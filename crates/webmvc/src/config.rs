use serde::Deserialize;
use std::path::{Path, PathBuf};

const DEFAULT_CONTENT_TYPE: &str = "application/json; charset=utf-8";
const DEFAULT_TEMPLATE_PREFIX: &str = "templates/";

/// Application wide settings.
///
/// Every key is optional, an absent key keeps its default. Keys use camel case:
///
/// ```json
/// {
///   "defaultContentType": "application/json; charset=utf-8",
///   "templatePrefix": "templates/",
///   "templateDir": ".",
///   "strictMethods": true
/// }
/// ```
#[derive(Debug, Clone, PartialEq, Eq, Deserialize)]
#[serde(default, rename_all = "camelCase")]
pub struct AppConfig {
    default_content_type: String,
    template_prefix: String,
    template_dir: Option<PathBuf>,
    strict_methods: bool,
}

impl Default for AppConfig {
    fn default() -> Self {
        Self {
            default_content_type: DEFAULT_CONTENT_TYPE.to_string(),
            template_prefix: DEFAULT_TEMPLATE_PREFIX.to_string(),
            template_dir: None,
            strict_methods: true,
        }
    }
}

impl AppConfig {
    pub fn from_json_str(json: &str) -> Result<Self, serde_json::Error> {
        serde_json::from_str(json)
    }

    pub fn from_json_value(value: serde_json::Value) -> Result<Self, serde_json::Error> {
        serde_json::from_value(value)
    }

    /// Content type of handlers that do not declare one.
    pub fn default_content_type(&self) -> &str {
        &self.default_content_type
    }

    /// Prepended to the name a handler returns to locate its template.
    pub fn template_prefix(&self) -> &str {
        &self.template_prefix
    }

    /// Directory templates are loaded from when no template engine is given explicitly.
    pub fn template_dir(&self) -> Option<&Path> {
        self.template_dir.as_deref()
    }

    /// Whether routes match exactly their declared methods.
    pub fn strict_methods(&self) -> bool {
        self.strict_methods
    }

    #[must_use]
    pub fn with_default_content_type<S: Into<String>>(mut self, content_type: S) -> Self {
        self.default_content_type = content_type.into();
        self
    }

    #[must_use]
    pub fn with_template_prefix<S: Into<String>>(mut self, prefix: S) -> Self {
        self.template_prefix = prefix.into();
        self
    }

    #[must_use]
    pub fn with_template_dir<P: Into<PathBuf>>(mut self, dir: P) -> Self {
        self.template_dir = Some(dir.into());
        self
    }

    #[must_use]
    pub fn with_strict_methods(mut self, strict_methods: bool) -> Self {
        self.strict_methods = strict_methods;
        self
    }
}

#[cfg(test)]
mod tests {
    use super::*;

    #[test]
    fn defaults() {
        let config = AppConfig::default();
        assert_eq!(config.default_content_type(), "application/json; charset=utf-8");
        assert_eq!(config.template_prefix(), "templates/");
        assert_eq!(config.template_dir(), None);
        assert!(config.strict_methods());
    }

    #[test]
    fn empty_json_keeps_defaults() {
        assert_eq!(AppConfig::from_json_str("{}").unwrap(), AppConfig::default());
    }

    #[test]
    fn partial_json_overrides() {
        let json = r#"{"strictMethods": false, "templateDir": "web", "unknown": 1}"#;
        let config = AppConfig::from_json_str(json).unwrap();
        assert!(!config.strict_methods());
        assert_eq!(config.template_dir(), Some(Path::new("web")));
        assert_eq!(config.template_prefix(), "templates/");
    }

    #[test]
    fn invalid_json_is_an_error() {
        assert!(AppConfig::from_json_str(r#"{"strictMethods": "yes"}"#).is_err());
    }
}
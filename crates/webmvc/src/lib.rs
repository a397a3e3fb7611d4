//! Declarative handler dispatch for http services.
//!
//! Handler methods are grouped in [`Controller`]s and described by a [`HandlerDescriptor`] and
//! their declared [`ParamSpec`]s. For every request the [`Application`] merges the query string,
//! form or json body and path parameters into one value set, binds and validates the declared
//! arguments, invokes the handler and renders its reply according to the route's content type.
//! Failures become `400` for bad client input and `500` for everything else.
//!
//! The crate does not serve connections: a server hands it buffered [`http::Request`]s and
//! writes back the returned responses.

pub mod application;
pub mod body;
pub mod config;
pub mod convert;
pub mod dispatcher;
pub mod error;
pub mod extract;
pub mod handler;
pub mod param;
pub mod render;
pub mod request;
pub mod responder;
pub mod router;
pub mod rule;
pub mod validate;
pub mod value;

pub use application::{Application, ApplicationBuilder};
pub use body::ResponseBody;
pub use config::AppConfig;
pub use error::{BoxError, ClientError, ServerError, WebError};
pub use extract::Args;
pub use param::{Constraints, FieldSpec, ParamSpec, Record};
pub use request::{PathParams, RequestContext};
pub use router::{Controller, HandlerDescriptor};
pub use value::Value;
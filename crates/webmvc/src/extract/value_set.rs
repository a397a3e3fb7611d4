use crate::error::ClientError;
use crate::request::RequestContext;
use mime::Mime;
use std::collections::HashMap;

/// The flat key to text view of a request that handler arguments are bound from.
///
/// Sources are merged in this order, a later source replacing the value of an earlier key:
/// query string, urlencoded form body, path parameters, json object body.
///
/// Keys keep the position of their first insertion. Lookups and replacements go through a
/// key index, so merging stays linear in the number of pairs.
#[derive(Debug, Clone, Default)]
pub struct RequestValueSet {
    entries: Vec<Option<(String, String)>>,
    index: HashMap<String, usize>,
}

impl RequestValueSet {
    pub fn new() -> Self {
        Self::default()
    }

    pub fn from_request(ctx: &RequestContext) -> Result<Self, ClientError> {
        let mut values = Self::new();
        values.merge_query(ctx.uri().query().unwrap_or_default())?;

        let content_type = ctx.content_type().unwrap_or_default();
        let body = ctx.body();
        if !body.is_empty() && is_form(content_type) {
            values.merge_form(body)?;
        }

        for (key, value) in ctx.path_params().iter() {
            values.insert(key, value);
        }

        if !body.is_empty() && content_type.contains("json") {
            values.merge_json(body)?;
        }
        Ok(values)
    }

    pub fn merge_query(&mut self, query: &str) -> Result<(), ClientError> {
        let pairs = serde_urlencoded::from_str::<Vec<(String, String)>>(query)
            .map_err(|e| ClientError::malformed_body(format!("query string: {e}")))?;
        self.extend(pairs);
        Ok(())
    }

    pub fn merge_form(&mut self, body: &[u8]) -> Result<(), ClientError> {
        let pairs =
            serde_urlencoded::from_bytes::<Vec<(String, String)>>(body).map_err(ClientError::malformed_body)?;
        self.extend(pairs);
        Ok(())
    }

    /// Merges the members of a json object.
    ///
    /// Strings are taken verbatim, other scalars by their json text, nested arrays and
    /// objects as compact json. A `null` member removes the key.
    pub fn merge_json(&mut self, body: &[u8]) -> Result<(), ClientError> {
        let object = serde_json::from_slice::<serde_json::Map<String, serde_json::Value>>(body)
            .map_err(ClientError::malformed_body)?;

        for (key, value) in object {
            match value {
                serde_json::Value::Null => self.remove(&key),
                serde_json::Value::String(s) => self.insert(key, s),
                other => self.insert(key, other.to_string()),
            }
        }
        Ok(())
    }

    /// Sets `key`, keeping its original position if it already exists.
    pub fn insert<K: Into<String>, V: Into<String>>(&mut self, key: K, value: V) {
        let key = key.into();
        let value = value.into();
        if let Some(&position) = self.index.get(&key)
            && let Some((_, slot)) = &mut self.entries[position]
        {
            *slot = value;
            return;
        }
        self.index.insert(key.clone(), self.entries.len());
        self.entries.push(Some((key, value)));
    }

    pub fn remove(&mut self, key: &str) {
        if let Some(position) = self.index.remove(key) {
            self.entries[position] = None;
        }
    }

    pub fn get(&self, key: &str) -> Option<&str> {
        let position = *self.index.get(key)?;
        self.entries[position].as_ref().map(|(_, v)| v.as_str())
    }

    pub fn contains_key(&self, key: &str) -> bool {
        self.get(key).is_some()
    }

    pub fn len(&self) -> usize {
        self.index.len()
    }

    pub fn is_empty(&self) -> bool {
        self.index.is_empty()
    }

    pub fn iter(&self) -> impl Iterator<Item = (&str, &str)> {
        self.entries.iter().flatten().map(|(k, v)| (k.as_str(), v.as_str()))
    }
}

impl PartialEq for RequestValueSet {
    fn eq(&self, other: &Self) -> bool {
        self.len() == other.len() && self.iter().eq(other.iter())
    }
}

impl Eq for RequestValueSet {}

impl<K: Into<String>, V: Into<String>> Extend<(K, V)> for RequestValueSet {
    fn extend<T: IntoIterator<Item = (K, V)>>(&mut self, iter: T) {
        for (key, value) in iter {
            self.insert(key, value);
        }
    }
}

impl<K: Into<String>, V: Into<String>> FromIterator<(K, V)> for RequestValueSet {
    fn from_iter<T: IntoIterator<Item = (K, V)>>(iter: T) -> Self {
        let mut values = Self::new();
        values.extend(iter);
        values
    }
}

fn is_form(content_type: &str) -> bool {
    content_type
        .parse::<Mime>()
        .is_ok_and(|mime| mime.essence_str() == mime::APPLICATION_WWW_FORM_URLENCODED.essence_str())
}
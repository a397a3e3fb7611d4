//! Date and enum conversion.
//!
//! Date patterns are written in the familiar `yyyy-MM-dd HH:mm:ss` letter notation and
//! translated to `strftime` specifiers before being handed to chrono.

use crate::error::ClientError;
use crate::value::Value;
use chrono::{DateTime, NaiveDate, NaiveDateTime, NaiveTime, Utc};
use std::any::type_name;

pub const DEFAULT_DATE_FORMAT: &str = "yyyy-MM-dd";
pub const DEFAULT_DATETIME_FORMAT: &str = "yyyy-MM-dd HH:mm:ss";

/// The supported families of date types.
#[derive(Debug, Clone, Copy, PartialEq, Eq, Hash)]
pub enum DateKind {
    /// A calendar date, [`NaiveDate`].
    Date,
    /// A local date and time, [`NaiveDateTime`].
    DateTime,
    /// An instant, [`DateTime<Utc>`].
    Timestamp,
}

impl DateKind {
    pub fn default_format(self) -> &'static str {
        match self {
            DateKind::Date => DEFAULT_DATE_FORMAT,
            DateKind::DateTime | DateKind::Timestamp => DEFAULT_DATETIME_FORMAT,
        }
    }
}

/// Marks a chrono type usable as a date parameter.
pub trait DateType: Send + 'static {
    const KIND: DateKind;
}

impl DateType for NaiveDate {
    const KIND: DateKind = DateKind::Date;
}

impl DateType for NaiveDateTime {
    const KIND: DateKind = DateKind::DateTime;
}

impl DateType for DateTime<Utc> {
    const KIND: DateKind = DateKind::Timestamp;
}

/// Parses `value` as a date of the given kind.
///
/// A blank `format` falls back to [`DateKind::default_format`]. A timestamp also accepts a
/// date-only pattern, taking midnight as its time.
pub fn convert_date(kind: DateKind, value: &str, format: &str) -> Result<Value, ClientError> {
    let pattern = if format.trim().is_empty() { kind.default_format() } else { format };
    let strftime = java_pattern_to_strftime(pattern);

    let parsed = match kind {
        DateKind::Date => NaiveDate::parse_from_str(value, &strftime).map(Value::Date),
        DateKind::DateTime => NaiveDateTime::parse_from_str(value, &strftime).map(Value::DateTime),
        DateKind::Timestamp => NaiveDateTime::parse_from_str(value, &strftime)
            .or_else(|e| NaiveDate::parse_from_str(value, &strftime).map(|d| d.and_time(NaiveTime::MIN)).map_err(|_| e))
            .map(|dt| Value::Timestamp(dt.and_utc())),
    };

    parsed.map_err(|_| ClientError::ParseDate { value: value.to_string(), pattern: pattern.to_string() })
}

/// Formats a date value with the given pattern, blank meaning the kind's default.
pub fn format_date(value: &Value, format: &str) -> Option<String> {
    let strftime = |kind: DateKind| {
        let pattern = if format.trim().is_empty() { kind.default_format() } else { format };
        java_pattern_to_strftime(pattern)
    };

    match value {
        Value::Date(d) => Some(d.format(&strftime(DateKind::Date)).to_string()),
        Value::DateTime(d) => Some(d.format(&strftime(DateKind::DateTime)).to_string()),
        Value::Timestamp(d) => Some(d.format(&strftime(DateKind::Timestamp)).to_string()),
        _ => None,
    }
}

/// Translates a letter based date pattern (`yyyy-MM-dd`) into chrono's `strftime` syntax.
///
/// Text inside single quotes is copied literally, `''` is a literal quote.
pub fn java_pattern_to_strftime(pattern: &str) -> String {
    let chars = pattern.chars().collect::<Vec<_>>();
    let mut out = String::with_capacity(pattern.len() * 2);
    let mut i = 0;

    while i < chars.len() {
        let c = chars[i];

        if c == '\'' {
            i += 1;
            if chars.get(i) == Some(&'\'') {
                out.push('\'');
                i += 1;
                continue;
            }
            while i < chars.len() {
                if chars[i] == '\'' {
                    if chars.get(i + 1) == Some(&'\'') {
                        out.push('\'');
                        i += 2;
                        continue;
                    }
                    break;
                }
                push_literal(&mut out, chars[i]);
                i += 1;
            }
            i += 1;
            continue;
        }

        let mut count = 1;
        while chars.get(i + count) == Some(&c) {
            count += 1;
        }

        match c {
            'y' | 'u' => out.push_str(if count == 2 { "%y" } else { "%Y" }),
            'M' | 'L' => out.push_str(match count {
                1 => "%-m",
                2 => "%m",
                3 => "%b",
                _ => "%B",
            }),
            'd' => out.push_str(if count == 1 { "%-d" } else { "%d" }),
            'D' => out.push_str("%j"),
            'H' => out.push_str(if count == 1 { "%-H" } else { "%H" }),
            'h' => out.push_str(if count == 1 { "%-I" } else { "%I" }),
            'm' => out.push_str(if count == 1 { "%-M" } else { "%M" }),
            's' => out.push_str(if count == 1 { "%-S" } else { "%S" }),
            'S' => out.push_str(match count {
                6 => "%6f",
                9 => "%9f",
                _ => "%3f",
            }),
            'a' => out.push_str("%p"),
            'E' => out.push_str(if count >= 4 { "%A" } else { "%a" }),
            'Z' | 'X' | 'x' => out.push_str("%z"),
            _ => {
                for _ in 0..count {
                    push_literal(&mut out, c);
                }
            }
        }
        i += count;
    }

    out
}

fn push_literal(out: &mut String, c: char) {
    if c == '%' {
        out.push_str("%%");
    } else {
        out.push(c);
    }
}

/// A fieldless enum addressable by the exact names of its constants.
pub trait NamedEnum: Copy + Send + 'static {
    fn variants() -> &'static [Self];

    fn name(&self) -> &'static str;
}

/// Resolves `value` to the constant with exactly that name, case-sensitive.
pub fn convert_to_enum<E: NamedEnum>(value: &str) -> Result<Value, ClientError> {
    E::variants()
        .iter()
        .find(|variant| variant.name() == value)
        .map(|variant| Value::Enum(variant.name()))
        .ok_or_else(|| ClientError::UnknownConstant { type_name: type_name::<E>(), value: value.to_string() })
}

=== Exercise aim ===
Could you please copy the lines above exactly, beginning at the first and ending at the line that contains "serde_json::from_str(json)"?

=== Exercise response ===
filename crates/webmvc/src/config.rs
use serde::Deserialize;
use std::path::{Path, PathBuf};

const DEFAULT_CONTENT_TYPE: &str = "application/json; charset=utf-8";
const DEFAULT_TEMPLATE_PREFIX: &str = "templates/";

/// Application wide settings.
///
/// Every key is optional, an absent key keeps its default. Keys use camel case:
///
/// ```json
/// {
///   "defaultContentType": "application/json; charset=utf-8",
///   "templatePrefix": "templates/",
///   "templateDir": ".",
///   "strictMethods": true
/// }
/// ```
#[derive(Debug, Clone, PartialEq, Eq, Deserialize)]
#[serde(default, rename_all = "camelCase")]
pub struct AppConfig {
    default_content_type: String,
    template_prefix: String,
    template_dir: Option<PathBuf>,
    strict_methods: bool,
}

impl Default for AppConfig {
    fn default() -> Self {
        Self {
            default_content_type: DEFAULT_CONTENT_TYPE.to_string(),
            template_prefix: DEFAULT_TEMPLATE_PREFIX.to_string(),
            template_dir: None,
            strict_methods: true,
        }
    }
}

impl AppConfig {
    pub fn from_json_str(json: &str) -> Result<Self, serde_json::Error> {
        serde_json::from_str(json)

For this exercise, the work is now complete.